At the advice of some close comic friends, I’ve started mining the fertile soil of my past and my inner psyche for material. The only way I can safely travel through those ancient fields is if I take her along. I need to see through both the detached eyes of an adult as well as hers. She keeps me honest and she keeps me from putting myself down on stage.
For instance, I once wrote a joke about being “the fat chick with self-esteem issues” and that one never made the stage. She didn’t like it at all. And she’s back, this time as my genus as we walk through some hard topics like affairs, abuse, alcoholism, marriage, and self-esteem.
Sometimes I go through dark hallways when I write, even if I’m writing comedy. I find recesses in my own spirit that are wilted and it takes a bit of a journey before I get the water and light needed to bring balance back.
Sometimes I don’t realize I’m in a tunnel until I start getting emails and questions about my Facebook sharing. My humor get’s dark in tunnels. Without thinking I have (in a week’s time) changed my cover pic to I’m with Stupid (A brain pointing to a heart) and shared memes that are along the lines of “don’t cheat, leave if it’s that bad” and “do I smother them or make pancakes?” and people are starting to ask if my husband and I are okay — oops..
My husband and are FINE, thank you for asking. I’m just focusing on a hard chapter and I’m still unsure on the direction to take. I am presently working on a comedy set about cheating and low, the topic of the week at least in my internet “world” is cheating as well. Or maybe I’m just noticing it because of where my focus is these days. It seems like so many people are talking about it. Some are doing it. Other’s are posting meme’s against it. Other’s are getting divorced because of it and I feel like a voyeur most days.
A few weeks ago I heard a radio show justifying cheating, and this week I discovered that MTV has a man show that teaches guys how to cheat without getting caught. I can’t tell if it’s meant to be a comedy show or just pure crap. Or maybe it’s both, who knows. My skull finally exploded this week and it’s taken me a while to figure out why I’m so angry.
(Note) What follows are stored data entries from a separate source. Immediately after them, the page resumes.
// cliquechain-cli — direct-invocation command line interface.
//
// There is no daemon or RPC layer (P2P/node startup are out of scope), so
// unlike the teacher's split client/daemon pair this binary opens the store
// itself for every invocation. Styled after `knotcoin_cli.rs`'s banner and
// command-table usage screen.

use std::env;
use std::process::ExitCode;

use colored::*;

use cliquechain::accept::Acceptor;
use cliquechain::chain::Chain;
use cliquechain::config::NodeConfig;
use cliquechain::genesis::create_genesis_block;
use cliquechain::mempool::Mempool;
use cliquechain::miner::{BlockContent, Miner};
use cliquechain::problem::ProblemGraph;
use cliquechain::store::ChainStore;
use cliquechain::target::{target_to_difficulty, target_to_hex};
use cliquechain::{Block, Transaction};

const DEFAULT_MAX_NONCE: i64 = 50_000_000;

fn print_usage() {
    println!("{}", " ██████╗██╗     ██╗ ██████╗ ██╗   ██╗███████╗".bright_cyan());
    println!("{}", "██╔════╝██║     ██║██╔═══██╗██║   ██║██╔════╝".bright_cyan().bold());
    println!("{}", "██║     ██║     ██║██║   ██║██║   ██║█████╗  ".blue().bold());
    println!("{}", "██║     ██║     ██║██║▄▄ ██║██║   ██║██╔══╝  ".blue());
    println!("{}", "╚██████╗███████╗██║╚██████╔╝╚██████╔╝███████╗".bright_blue());
    println!("{}", " ╚═════╝╚══════╝╚═╝ ╚══▀▀═╝  ╚═════╝ ╚══════╝".bright_blue());
    println!(
        "{}",
        "                - CHAIN CLI -                 ".bright_yellow().on_blue().bold()
    );
    println!();
    println!("{}", "  Usage: cliquechain-cli <command> [args...]".bright_yellow().bold());
    println!();
    println!("{}", "  Commands:".bright_white().bold());
    let rows: &[(&str, &str)] = &[
        ("init", "Create a new chain and mine its genesis block"),
        ("tip", "Show the current chain tip"),
        ("height <h>", "Show the block at height <h>"),
        ("difficulty", "Show the current normal/reduced targets"),
        ("mine <n>", "Mine <n> plain blocks"),
        ("publish-problem <n> <edges> <seed>", "Mine a block publishing a new problem graph"),
        ("solve <graph-hash-hex> <v1,v2,...>", "Mine a block submitting a clique solution"),
        ("solutions <graph-hash-hex>", "List known solutions for a problem graph"),
        ("send <payload>", "Queue an opaque transaction in the mempool"),
    ];
    for (cmd, desc) in rows {
        println!("  {} {:<38} {}", "❯".bright_black(), cmd.bright_green(), desc.white());
    }
}

fn open_chain() -> cliquechain::Result<Chain> {
    let cfg = NodeConfig::from_env();
    std::fs::create_dir_all(&cfg.data_dir).ok();
    let store = ChainStore::open(&cfg.chain_store_path())?;
    Ok(Chain::new(store))
}

fn now_timestamp() -> i64 {
    std::time::SystemTime::now()
        .duration_since(std::time::UNIX_EPOCH)
        .map(|d| d.as_secs() as i64)
        .unwrap_or(0)
}

fn print_block(block: &Block) {
    println!("{}", format!("==== block {} ====", block.height).bright_green());
    println!("hash:       {}", hex::encode(block.hash));
    println!("prev:       {}", hex::encode(block.prev_block_hash));
    println!("target:     {}", target_to_hex(block.target));
    println!("difficulty: {}", target_to_difficulty(block.target));
    println!("nonce:      {}", block.nonce);
    println!("timestamp:  {}", block.timestamp);
    println!("tx count:   {}", block.transactions.len());
    if let Some(pg_hash) = block.problem_graph_hash {
        println!("pg hash:    {}", hex::encode(pg_hash));
    }
    if let Some(sh) = block.solution_hash {
        println!("sol hash:   {}", hex::encode(sh));
        println!("solution:   {:?}", block.solution);
    }
}

fn run() -> cliquechain::Result<()> {
    let args: Vec<String> = env::args().collect();
    let Some(command) = args.get(1) else {
        print_usage();
        return Ok(());
    };

    match command.as_str() {
        "init" => {
            let chain = open_chain()?;
            if chain.tip()?.is_some() {
                println!("{}", "chain already initialized".yellow());
                return Ok(());
            }
            let genesis = create_genesis_block(Transaction(b"cliquechain genesis".to_vec()), DEFAULT_MAX_NONCE)?;
            Acceptor::new(&chain).add_block(genesis.clone())?;
            println!("{}", "genesis mined".bright_green());
            print_block(&genesis);
        }
        "tip" => {
            let chain = open_chain()?;
            match chain.tip()? {
                Some(block) => print_block(&block),
                None => println!("{}", "chain is empty — run `init` first".red()),
            }
        }
        "height" => {
            let chain = open_chain()?;
            let height: u64 = args.get(2).and_then(|s| s.parse().ok()).ok_or(
                cliquechain::ChainError::Invalid("usage: height <h>"),
            )?;
            match chain.get_by_height(height)? {
                Some(block) => print_block(&block),
                None => println!("{}", format!("no block at height {height}").red()),
            }
        }
        "difficulty" => {
            let chain = open_chain()?;
            let tip_height = chain.tip()?.map(|b| b.height + 1).unwrap_or(0);
            let retargeter = cliquechain::retarget::Retargeter::new(&chain);
            let (normal, reduced) = retargeter.targets_for_height(tip_height)?;
            println!("normal target:   {} (difficulty {})", target_to_hex(normal), target_to_difficulty(normal));
            println!("reduced target:  {} (difficulty {})", target_to_hex(reduced), target_to_difficulty(reduced));
        }
        "mine" => {
            let chain = open_chain()?;
            let count: usize = args.get(2).and_then(|s| s.parse().ok()).ok_or(
                cliquechain::ChainError::Invalid("usage: mine <n>"),
            )?;
            let mut mempool = Mempool::new();
            let miner = Miner::new(&chain);
            let hashes = miner.generate_blocks(&mut mempool, count, now_timestamp(), DEFAULT_MAX_NONCE)?;
            for h in hashes {
                println!("mined {}", hex::encode(h));
            }
        }
        "publish-problem" => {
            let n: usize = args.get(2).and_then(|s| s.parse().ok()).ok_or(
                cliquechain::ChainError::Invalid("usage: publish-problem <n> <edges> <seed>"),
            )?;
            let edges: usize = args.get(3).and_then(|s| s.parse().ok()).ok_or(
                cliquechain::ChainError::Invalid("usage: publish-problem <n> <edges> <seed>"),
            )?;
            let seed: u64 = args.get(4).and_then(|s| s.parse().ok()).ok_or(
                cliquechain::ChainError::Invalid("usage: publish-problem <n> <edges> <seed>"),
            )?;
            let chain = open_chain()?;
            let graph = ProblemGraph::new(n, edges, seed)?;
            println!("problem graph hash: {}", hex::encode(graph.hash()));
            let mut mempool = Mempool::new();
            let miner = Miner::new(&chain);
            let block = miner.mine_block(&mut mempool, BlockContent::PublishProblem(graph), now_timestamp(), DEFAULT_MAX_NONCE)?;
            Acceptor::new(&chain).add_block(block.clone())?;
            print_block(&block);
        }
        "solve" => {
            let hash_hex = args.get(2).ok_or(cliquechain::ChainError::Invalid(
                "usage: solve <graph-hash-hex> <v1,v2,...>",
            ))?;
            let solution_arg = args.get(3).ok_or(cliquechain::ChainError::Invalid(
                "usage: solve <graph-hash-hex> <v1,v2,...>",
            ))?;
            let mut graph_hash = [0u8; 32];
            hex::decode_to_slice(hash_hex, &mut graph_hash)
                .map_err(|_| cliquechain::ChainError::Invalid("malformed graph hash"))?;
            let solution: Vec<usize> = solution_arg
                .split(',')
                .map(|v| v.parse::<usize>())
                .collect::<Result<_, _>>()
                .map_err(|_| cliquechain::ChainError::Invalid("malformed solution list"))?;

            let chain = open_chain()?;
            let mut mempool = Mempool::new();
            let miner = Miner::new(&chain);
            let content = BlockContent::SubmitSolution { graph_hash, solution };
            let block = miner.mine_block(&mut mempool, content, now_timestamp(), DEFAULT_MAX_NONCE)?;
            Acceptor::new(&chain).add_block(block.clone())?;
            print_block(&block);
        }
        "solutions" => {
            let hash_hex = args.get(2).ok_or(cliquechain::ChainError::Invalid("usage: solutions <graph-hash-hex>"))?;
            let mut graph_hash = [0u8; 32];
            hex::decode_to_slice(hash_hex, &mut graph_hash)
                .map_err(|_| cliquechain::ChainError::Invalid("malformed graph hash"))?;
            let chain = open_chain()?;
            let tip = chain.tip()?.ok_or(cliquechain::ChainError::NotFound("tip"))?;
            for (height, solution) in chain.all_solutions_for_graph(tip.hash, graph_hash)? {
                println!("height {height}: {solution:?}");
            }
        }
        "send" => {
            let payload = args.get(2).ok_or(cliquechain::ChainError::Invalid("usage: send <payload>"))?;
            let mut mempool = Mempool::new();
            let admitted = mempool.insert(Transaction(payload.as_bytes().to_vec()));
            println!("queued: {admitted}");
        }
        _ => {
            print_usage();
        }
    }
    Ok(())
}

fn main() -> ExitCode {
    match run() {
        Ok(()) => ExitCode::SUCCESS,
        Err(e) => {
            eprintln!("{}", format!("error: {e}").red());
            ExitCode::FAILURE
        }
    }
}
“What anger’s us in another person is more often than not, an unhealed aspect in ourselves. If we had already resolved that particular issue, we would not be irritated by it’s reflection back at us.” — Simon Fuller
Like it or not, there are victims in this equation. I know what cheating does to people. I’ve spent a lifetime cleaning up that wreckage and there’s some healing left to do. I have kinda strange boundary issues because of it as well. I can find the funny, if I allow myself the healing I need. No healing, no funny. That’s just how it works.
I don’t know of many things that can confuse a person more than growing up with a revolving door of parental partners. I’ve honestly lost count at the number of men and women who entered and left my life. It started long before my parent’s divorce and never really ended until recently.
Potential partners trying to win me over in order to win over the parent they want to have sex with is confusing as well as frustrating to a child. I always saw right through it and I learned how to play the game. I figured out pretty quickly that men and women alike were willing to drop big bucks on me if needed. I hate to admit this, but I’ve racked up trips to California, Disney World, Detroit Tiger’s ball games, designer clothes, college books, shoes, and many other things. I knew what they were doing, and I played along to my profit as well as their gain.
Of course, I always had questions.
Will I get a new Dad?
Is this my new Mom?
How attached do I get?
How long are they here for?
Will they stay?
None of them ever stayed and so it’s just a matter of time before the questions became “When will they leave?” and “Is it my fault they are gone?” No wonder I have trust issues.
Mining comedy doesn’t always start in shallow waters. Good comedy goes beyond knock knock jokes and puns and searches for that diamond in the rough — that redeemable moment of vulnerability and truth. Depths and layers are explored. It’s a painful process at times. Writing comedy allows me to explore the layers of my life and of society, allowing me to be vulnerable and not only face myself and my past, but to embrace the future as well.
Good comedy has an obligation to take you past the comfortable and expand your mind, but first it sometimes breaks a writer’s heart. All in a day’s work.